Restate word for word the lines of the data below, from the first through the one that has "folder named after".

◇ ◇ ◇

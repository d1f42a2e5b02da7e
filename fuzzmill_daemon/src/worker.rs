//! A worker drains the task queue: for each target it first re-verifies the
//! target's open crash issues, then runs one sandboxed fuzz session, routes
//! the outcome (crash report or coverage record) and, on minimization
//! cycles, prunes the target's corpus.

use crate::config::Config;
use crate::stats::Stats;
use crate::{worker_debug, worker_info, worker_warn};
use anyhow::Context;
use fuzzmill_core::coverage;
use fuzzmill_core::crash::{self, ReportInput};
use fuzzmill_core::minimize::minimize_corpus;
use fuzzmill_core::parse::{FuzzCrash, OutputProcessor};
use fuzzmill_core::queue::{Task, TaskQueue};
use fuzzmill_core::report;
use fuzzmill_core::util::{ensure_dir, sha256_short, CancelToken};
use fuzzmill_remote::github::GitHubRepo;
use fuzzmill_sandbox::{docker, k8s, SandboxPaths, SandboxRunner, SandboxSpec};
use std::fs;
use std::io::{self, BufReader, Read};
use std::path::PathBuf;
use std::sync::mpsc::{self, RecvTimeoutError};
use std::sync::Arc;
use std::thread;
use std::time::{Duration, Instant};

/// Startup slack granted on top of the per-target budget, covering sandbox
/// creation and image spin-up.
pub const FUZZ_GRACE: Duration = Duration::from_secs(20);

const POLL: Duration = Duration::from_millis(200);

pub struct Worker {
    pub id: usize,
    pub config: Arc<Config>,
    pub queue: Arc<TaskQueue>,
    pub token: CancelToken,
    pub task_timeout: Duration,
    pub minimize: bool,
    pub stats: Arc<Stats>,
}

enum FuzzOutcome {
    Crash(FuzzCrash),
    Clean,
    Canceled,
}

enum Replay {
    StillCrashes,
    Clean,
    Canceled,
}
//! S3-backed persistence for the corpus archive and the coverage reports.
//!
//! The corpus travels as one zip object whose archive expands to a root
//! folder named after the corpus directory (`<repo>_corpus/`). Reports are
//! individual objects keyed by their path relative to the report directory.
//! Uploads are per-key atomic; last writer wins.

use crate::runtime;
use anyhow::Context;
use aws_sdk_s3::primitives::ByteStream;
use fuzzmill_core::util::{ensure_dir, CancelToken};
use std::fs::{self, File};
use std::io;
use std::path::{Path, PathBuf};
use zip::write::SimpleFileOptions;

pub struct ObjectStore {
    client: aws_sdk_s3::Client,
    bucket: String,
    corpus_key: String,
    corpus_dir: PathBuf,
    report_dir: PathBuf,
    zip_path: PathBuf,
}

impl ObjectStore {
    pub fn new(
        bucket: String,
        corpus_key: String,
        corpus_dir: PathBuf,
        report_dir: PathBuf,
    ) -> Self {
        let config = runtime().block_on(
            aws_config::defaults(aws_config::BehaviorVersion::latest()).load(),
        );
        let zip_path = match (corpus_dir.parent(), corpus_dir.file_name()) {
            (Some(parent), Some(name)) => {
                parent.join(format!("{}.zip", name.to_string_lossy()))
            }
            _ => corpus_dir.with_extension("zip"),
        };
        Self {
            client: aws_sdk_s3::Client::new(&config),
            bucket,
            corpus_key,
            corpus_dir,
            report_dir,
            zip_path,
        }
    }

    /// Download and expand the corpus archive and fetch all persisted
    /// report histories. A missing corpus object means a fresh project:
    /// the cycle starts with an empty corpus.
    pub fn hydrate(&self, token: &CancelToken) -> anyhow::Result<()> {
        let missing = self
            .download_object(&self.corpus_key, &self.zip_path)
            .context("corpus download failed")?;
        if missing {
            log::info!(
                "corpus object {} not found in {}; starting with an empty corpus",
                self.corpus_key,
                self.bucket
            );
            return Ok(());
        }

        let dest = self
            .corpus_dir
            .parent()
            .context("corpus directory has no parent")?;
        unzip_into(&self.zip_path, dest).context("corpus unzip failed")?;
        log::info!("downloaded and unzipped corpus {}", self.corpus_key);

        self.download_reports(token).context("reports download failed")?;
        Ok(())
    }

    /// Upload the corpus archive and every report file.
    pub fn persist(&self) -> anyhow::Result<()> {
        zip_dir(&self.corpus_dir, &self.zip_path).context("corpus zip failed")?;
        self.upload_file(&self.zip_path, &self.corpus_key, "application/zip")
            .context("corpus upload failed")?;
        log::info!(
            "uploaded corpus {} to bucket {}",
            self.corpus_key,
            self.bucket
        );

        self.upload_reports().context("reports upload failed")?;
        log::info!("uploaded reports to bucket {}", self.bucket);
        Ok(())
    }

    /// Fetch an object into `out`. Returns `true` when the key does not
    /// exist, which is not an error.
    fn download_object(&self, key: &str, out: &Path) -> anyhow::Result<bool> {
        let result = runtime().block_on(
            self.client
                .get_object()
                .bucket(&self.bucket)
                .key(key)
                .send(),
        );
        let object = match result {
            Ok(object) => object,
            Err(e) => {
                let missing = e
                    .as_service_error()
                    .map(|se| se.is_no_such_key())
                    .unwrap_or(false);
                if missing {
                    return Ok(true);
                }
                return Err(e).with_context(|| {
                    format!("downloading s3://{}/{}", self.bucket, key)
                });
            }
        };

        let data = runtime()
            .block_on(object.body.collect())
            .with_context(|| format!("reading s3://{}/{}", self.bucket, key))?
            .into_bytes();
        if let Some(parent) = out.parent() {
            ensure_dir(parent)?;
        }
        fs::write(out, &data).with_context(|| format!("writing {}", out.display()))?;
        log::info!(
            "downloaded {} bytes from s3://{}/{} to {}",
            data.len(),
            self.bucket,
            key,
            out.display()
        );
        Ok(false)
    }

    fn upload_file(&self, path: &Path, key: &str, content_type: &str) -> anyhow::Result<()> {
        runtime().block_on(async {
            let body = ByteStream::from_path(path)
                .await
                .with_context(|| format!("reading {}", path.display()))?;
            self.client
                .put_object()
                .bucket(&self.bucket)
                .key(key)
                .content_type(content_type)
                .body(body)
                .send()
                .await
                .with_context(|| format!("uploading s3://{}/{}", self.bucket, key))?;
            Ok::<_, anyhow::Error>(())
        })?;
        log::debug!("uploaded s3://{}/{}", self.bucket, key);
        Ok(())
    }

    /// Report histories are the only JSON objects in the bucket; fetch them
    /// all so per-day idempotency survives restarts.
    fn download_reports(&self, token: &CancelToken) -> anyhow::Result<()> {
        let mut pages = self
            .client
            .list_objects_v2()
            .bucket(&self.bucket)
            .into_paginator()
            .send();
        loop {
            let page = match runtime().block_on(pages.next()) {
                Some(page) => page.context("failed to list objects")?,
                None => break,
            };
            for object in page.contents() {
                if token.is_canceled() {
                    anyhow::bail!("report download canceled");
                }
                let Some(key) = object.key() else { continue };
                if !key.ends_with(".json") {
                    continue;
                }
                let local = self.report_dir.join(key);
                self.download_object(key, &local)
                    .with_context(|| format!("download report {:?}", key))?;
            }
        }
        Ok(())
    }

    fn upload_reports(&self) -> anyhow::Result<()> {
        let mut files = Vec::new();
        collect_files(&self.report_dir, &mut files)?;
        for path in files {
            let rel = path
                .strip_prefix(&self.report_dir)
                .expect("report file outside report dir");
            let key = rel
                .components()
                .map(|c| c.as_os_str().to_string_lossy())
                .collect::<Vec<_>>()
                .join("/");
            self.upload_file(&path, &key, content_type_for(&path))
                .with_context(|| format!("upload report {:?}", key))?;
        }
        Ok(())
    }
}

/// MIME type by extension, defaulting to a generic binary stream.
fn content_type_for(path: &Path) -> &'static str {
    match path.extension().and_then(|e| e.to_str()) {
        Some("html") => "text/html",
        Some("json") => "application/json",
        Some("zip") => "application/zip",
        _ => "application/octet-stream",
    }
}

fn collect_files(dir: &Path, out: &mut Vec<PathBuf>) -> anyhow::Result<()> {
    let entries = match fs::read_dir(dir) {
        Ok(entries) => entries,
        Err(e) if e.kind() == io::ErrorKind::NotFound => return Ok(()),
        Err(e) => return Err(e).with_context(|| format!("read dir {}", dir.display())),
    };
    for entry in entries {
        let entry = entry?;
        let path = entry.path();
        if entry.file_type()?.is_dir() {
            collect_files(&path, out)?;
        } else {
            out.push(path);
        }
    }
    Ok(())
}

/// Archive `src_dir` into `zip_path`. Entry names are prefixed with the
/// directory's own name so the archive expands to `<repo>_corpus/...`.
pub fn zip_dir(src_dir: &Path, zip_path: &Path) -> anyhow::Result<()> {
    let root = src_dir
        .file_name()
        .context("corpus directory has no name")?
        .to_string_lossy()
        .into_owned();
    let file =
        File::create(zip_path).with_context(|| format!("creating {}", zip_path.display()))?;
    let mut zip = zip::ZipWriter::new(file);
    let options = SimpleFileOptions::default();

    zip.add_directory(format!("{}/", root), options)?;
    let mut files = Vec::new();
    collect_files(src_dir, &mut files)?;
    for path in files {
        let rel = path.strip_prefix(src_dir).expect("file outside corpus dir");
        let name = format!(
            "{}/{}",
            root,
            rel.components()
                .map(|c| c.as_os_str().to_string_lossy())
                .collect::<Vec<_>>()
                .join("/")
        );
        zip.start_file(name.as_str(), options)?;
        let mut src = File::open(&path).with_context(|| format!("open {}", path.display()))?;
        io::copy(&mut src, &mut zip).with_context(|| format!("zip {}", path.display()))?;
    }
    zip.finish().context("finalize corpus zip")?;
    Ok(())
}

/// Expand `zip_path` into `dest_dir`, preserving the directory structure.
pub fn unzip_into(zip_path: &Path, dest_dir: &Path) -> anyhow::Result<()> {
    let file = File::open(zip_path).with_context(|| format!("opening {}", zip_path.display()))?;
    let mut archive = zip::ZipArchive::new(file).context("opening corpus zip")?;
    for i in 0..archive.len() {
        let mut entry = archive.by_index(i)?;
        let Some(rel) = entry.enclosed_name() else {
            anyhow::bail!("archive entry {:?} escapes the corpus root", entry.name());
        };
        let out = dest_dir.join(rel);
        if entry.is_dir() {
            ensure_dir(&out)?;
            continue;
        }
        if let Some(parent) = out.parent() {
            ensure_dir(parent)?;
        }
        let mut dst =
            File::create(&out).with_context(|| format!("creating {}", out.display()))?;
        io::copy(&mut entry, &mut dst).with_context(|| format!("extracting {}", out.display()))?;
    }
    Ok(())
}

#[cfg(test)]
mod tests {
    use super::*;

    #[test]
    fn corpus_zip_round_trips_with_root_folder() {
        let ws = tempfile::tempdir().unwrap();
        let corpus = ws.path().join("repo_corpus");
        let target = corpus.join("pkg").join("testdata").join("fuzz").join("FuzzFoo");
        fs::create_dir_all(&target).unwrap();
        fs::write(target.join("771e938e4458e983"), b"go test fuzz v1\n").unwrap();

        let zip_path = ws.path().join("repo_corpus.zip");
        zip_dir(&corpus, &zip_path).unwrap();

        // expand into a fresh workspace, as a new cycle would
        let ws2 = tempfile::tempdir().unwrap();
        unzip_into(&zip_path, ws2.path()).unwrap();
        let restored = ws2
            .path()
            .join("repo_corpus")
            .join("pkg")
            .join("testdata")
            .join("fuzz")
            .join("FuzzFoo")
            .join("771e938e4458e983");
        assert_eq!(fs::read(restored).unwrap(), b"go test fuzz v1\n");
    }

    #[test]
    fn content_types_by_extension() {
        assert_eq!(content_type_for(Path::new("a/index.html")), "text/html");
        assert_eq!(content_type_for(Path::new("a/state.json")), "application/json");
        assert_eq!(
            content_type_for(Path::new("corpus.bin")),
            "application/octet-stream"
        );
    }

    #[test]
    fn collect_files_walks_recursively() {
        let dir = tempfile::tempdir().unwrap();
        fs::create_dir_all(dir.path().join("a/b")).unwrap();
        fs::write(dir.path().join("top"), b"1").unwrap();
        fs::write(dir.path().join("a/b/deep"), b"2").unwrap();
        let mut files = Vec::new();
        collect_files(dir.path(), &mut files).unwrap();
        assert_eq!(files.len(), 2);
    }
}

◇ ◇ ◇

(REPLY TO THE TASK)
repository d1f42a2e5b02da7e
filename fuzzmill_daemon/src/worker.rs
//! A worker drains the task queue: for each target it first re-verifies the
//! target's open crash issues, then runs one sandboxed fuzz session, routes
//! the outcome (crash report or coverage record) and, on minimization
//! cycles, prunes the target's corpus.

use crate::config::Config;
use crate::stats::Stats;
use crate::{worker_debug, worker_info, worker_warn};
use anyhow::Context;
use fuzzmill_core::coverage;
use fuzzmill_core::crash::{self, ReportInput};
use fuzzmill_core::minimize::minimize_corpus;
use fuzzmill_core::parse::{FuzzCrash, OutputProcessor};
use fuzzmill_core::queue::{Task, TaskQueue};
use fuzzmill_core::report;
use fuzzmill_core::util::{ensure_dir, sha256_short, CancelToken};
use fuzzmill_remote::github::GitHubRepo;
use fuzzmill_sandbox::{docker, k8s, SandboxPaths, SandboxRunner, SandboxSpec};
use std::fs;
use std::io::{self, BufReader, Read};
use std::path::PathBuf;
use std::sync::mpsc::{self, RecvTimeoutError};
use std::sync::Arc;
use std::thread;
use std::time::{Duration, Instant};

/// Startup slack granted on top of the per-target budget, covering sandbox
/// creation and image spin-up.
pub const FUZZ_GRACE: Duration = Duration::from_secs(20);

const POLL: Duration = Duration::from_millis(200);

pub struct Worker {
    pub id: usize,
    pub config: Arc<Config>,
    pub queue: Arc<TaskQueue>,
    pub token: CancelToken,
    pub task_timeout: Duration,
    pub minimize: bool,
    pub stats: Arc<Stats>,
}

enum FuzzOutcome {
    Crash(FuzzCrash),
    Clean,
    Canceled,
}

enum Replay {
    StillCrashes,
    Clean,
    Canceled,
}
//! S3-backed persistence for the corpus archive and the coverage reports.
//!
//! The corpus travels as one zip object whose archive expands to a root
//! folder named after the corpus directory (`<repo>_corpus/`). Reports are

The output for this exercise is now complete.